→ PROVIDED MATERIAL
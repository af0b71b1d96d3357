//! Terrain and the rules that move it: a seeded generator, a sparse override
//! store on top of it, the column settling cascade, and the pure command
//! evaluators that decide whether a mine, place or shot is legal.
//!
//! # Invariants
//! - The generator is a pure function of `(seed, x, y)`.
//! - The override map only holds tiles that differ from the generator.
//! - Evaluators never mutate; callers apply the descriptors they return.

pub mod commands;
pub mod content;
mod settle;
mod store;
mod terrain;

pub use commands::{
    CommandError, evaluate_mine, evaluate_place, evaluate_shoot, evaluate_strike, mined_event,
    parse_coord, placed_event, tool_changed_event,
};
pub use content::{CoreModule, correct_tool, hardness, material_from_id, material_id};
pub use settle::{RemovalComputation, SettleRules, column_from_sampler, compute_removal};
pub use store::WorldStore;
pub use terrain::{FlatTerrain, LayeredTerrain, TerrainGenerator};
* * *
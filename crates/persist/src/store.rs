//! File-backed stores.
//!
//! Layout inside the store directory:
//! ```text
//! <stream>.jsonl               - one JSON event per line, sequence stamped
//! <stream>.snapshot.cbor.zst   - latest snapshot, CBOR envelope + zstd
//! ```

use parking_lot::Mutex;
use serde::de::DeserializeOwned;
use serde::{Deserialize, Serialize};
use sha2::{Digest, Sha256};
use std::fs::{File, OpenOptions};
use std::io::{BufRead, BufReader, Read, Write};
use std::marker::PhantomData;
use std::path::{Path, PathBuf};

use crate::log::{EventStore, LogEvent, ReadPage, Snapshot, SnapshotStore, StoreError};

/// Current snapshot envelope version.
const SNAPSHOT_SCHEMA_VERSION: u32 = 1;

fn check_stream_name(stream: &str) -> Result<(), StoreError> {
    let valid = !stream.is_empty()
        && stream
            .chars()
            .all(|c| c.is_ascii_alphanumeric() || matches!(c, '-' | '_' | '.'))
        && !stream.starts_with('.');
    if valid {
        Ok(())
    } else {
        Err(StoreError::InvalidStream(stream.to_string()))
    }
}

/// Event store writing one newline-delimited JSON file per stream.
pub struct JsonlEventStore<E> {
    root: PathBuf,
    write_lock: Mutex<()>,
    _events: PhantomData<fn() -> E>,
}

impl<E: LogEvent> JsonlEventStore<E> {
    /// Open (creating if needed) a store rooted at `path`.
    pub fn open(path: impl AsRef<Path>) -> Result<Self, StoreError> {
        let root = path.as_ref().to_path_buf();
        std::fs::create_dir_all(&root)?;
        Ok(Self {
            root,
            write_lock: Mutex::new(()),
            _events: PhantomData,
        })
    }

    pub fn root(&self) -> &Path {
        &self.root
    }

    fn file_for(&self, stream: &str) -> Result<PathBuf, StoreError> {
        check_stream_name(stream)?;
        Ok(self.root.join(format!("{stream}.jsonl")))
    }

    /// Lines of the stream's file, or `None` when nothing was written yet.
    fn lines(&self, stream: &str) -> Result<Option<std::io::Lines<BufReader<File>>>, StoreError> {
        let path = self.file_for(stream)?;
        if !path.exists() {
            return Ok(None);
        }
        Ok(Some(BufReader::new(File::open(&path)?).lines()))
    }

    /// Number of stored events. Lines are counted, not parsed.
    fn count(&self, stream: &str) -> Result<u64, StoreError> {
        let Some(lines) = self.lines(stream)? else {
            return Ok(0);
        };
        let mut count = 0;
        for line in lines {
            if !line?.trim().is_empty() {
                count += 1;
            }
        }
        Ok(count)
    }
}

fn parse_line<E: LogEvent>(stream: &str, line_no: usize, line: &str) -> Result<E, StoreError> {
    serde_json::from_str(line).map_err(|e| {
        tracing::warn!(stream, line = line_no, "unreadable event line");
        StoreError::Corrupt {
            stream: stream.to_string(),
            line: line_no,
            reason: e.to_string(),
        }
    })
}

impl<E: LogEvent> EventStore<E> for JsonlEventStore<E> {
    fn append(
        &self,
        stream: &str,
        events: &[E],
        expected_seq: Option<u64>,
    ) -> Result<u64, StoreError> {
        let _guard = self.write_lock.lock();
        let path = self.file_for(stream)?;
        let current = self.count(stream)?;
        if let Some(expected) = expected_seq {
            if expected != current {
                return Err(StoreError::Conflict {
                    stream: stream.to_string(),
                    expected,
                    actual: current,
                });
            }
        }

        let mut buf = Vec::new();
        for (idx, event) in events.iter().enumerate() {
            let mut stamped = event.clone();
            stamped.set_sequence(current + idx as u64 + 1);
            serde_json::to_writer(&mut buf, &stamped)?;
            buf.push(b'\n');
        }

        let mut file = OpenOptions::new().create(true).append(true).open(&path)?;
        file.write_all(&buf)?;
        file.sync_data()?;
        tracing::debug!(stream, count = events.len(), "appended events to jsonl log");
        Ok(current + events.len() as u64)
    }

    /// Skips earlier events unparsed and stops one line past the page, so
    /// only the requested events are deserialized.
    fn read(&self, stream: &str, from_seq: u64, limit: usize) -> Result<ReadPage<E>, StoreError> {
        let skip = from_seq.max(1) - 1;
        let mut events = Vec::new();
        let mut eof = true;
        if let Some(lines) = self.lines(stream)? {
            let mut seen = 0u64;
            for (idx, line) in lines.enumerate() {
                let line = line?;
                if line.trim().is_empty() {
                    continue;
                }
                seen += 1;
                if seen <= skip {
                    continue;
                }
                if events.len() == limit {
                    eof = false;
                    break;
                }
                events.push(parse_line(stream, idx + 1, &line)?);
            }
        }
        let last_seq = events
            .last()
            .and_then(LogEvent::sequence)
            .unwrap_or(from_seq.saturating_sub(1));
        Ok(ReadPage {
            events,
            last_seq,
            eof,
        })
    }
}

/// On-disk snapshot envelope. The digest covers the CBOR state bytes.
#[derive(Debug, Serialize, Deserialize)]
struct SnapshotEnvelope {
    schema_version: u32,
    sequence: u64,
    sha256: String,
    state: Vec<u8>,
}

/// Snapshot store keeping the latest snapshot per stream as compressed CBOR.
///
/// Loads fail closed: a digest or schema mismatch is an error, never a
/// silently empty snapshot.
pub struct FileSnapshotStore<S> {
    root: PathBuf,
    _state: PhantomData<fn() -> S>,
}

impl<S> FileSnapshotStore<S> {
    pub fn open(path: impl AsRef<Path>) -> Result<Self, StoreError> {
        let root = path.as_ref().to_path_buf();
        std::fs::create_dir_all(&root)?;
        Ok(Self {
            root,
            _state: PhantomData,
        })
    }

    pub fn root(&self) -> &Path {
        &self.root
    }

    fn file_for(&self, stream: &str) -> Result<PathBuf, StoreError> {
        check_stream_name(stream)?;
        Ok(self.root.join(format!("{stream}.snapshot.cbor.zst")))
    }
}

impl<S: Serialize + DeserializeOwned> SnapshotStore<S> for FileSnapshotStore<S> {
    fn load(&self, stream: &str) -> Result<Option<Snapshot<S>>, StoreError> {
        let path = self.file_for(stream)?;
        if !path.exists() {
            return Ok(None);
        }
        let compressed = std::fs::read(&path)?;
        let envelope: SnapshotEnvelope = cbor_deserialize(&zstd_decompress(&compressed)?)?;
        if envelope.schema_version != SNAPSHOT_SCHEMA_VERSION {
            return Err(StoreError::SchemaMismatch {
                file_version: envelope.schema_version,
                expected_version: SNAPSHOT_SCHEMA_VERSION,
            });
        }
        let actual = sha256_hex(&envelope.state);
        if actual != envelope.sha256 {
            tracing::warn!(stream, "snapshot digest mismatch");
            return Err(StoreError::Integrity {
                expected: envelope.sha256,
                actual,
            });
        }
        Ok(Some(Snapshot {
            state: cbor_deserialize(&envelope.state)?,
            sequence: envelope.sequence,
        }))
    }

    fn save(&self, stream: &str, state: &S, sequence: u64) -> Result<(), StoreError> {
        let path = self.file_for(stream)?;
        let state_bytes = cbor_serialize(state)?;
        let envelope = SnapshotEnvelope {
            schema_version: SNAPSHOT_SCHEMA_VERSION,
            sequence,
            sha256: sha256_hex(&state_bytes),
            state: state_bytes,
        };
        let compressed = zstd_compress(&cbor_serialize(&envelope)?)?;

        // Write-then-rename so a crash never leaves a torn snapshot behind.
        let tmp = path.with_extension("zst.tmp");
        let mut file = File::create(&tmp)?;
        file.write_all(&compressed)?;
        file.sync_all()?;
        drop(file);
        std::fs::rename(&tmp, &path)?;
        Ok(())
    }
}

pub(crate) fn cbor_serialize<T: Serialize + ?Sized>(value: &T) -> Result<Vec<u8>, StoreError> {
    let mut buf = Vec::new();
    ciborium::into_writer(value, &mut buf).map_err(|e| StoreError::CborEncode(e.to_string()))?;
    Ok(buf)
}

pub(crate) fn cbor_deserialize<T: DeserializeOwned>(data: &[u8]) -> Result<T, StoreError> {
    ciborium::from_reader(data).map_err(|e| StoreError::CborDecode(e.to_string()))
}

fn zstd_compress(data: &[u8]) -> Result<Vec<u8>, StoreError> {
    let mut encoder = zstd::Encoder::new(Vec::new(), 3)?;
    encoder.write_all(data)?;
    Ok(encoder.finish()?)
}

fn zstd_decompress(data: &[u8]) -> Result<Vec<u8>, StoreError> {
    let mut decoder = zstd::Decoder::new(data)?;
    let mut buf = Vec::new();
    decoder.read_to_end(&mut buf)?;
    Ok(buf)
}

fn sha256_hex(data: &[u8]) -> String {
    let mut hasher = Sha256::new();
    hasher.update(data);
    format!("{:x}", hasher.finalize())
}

→ BRIEF
Show every line from the entries above in which "Mutex" appears.

→ ANSWER SPACE
use parking_lot::Mutex;
    write_lock: Mutex<()>,
            write_lock: Mutex::new(()),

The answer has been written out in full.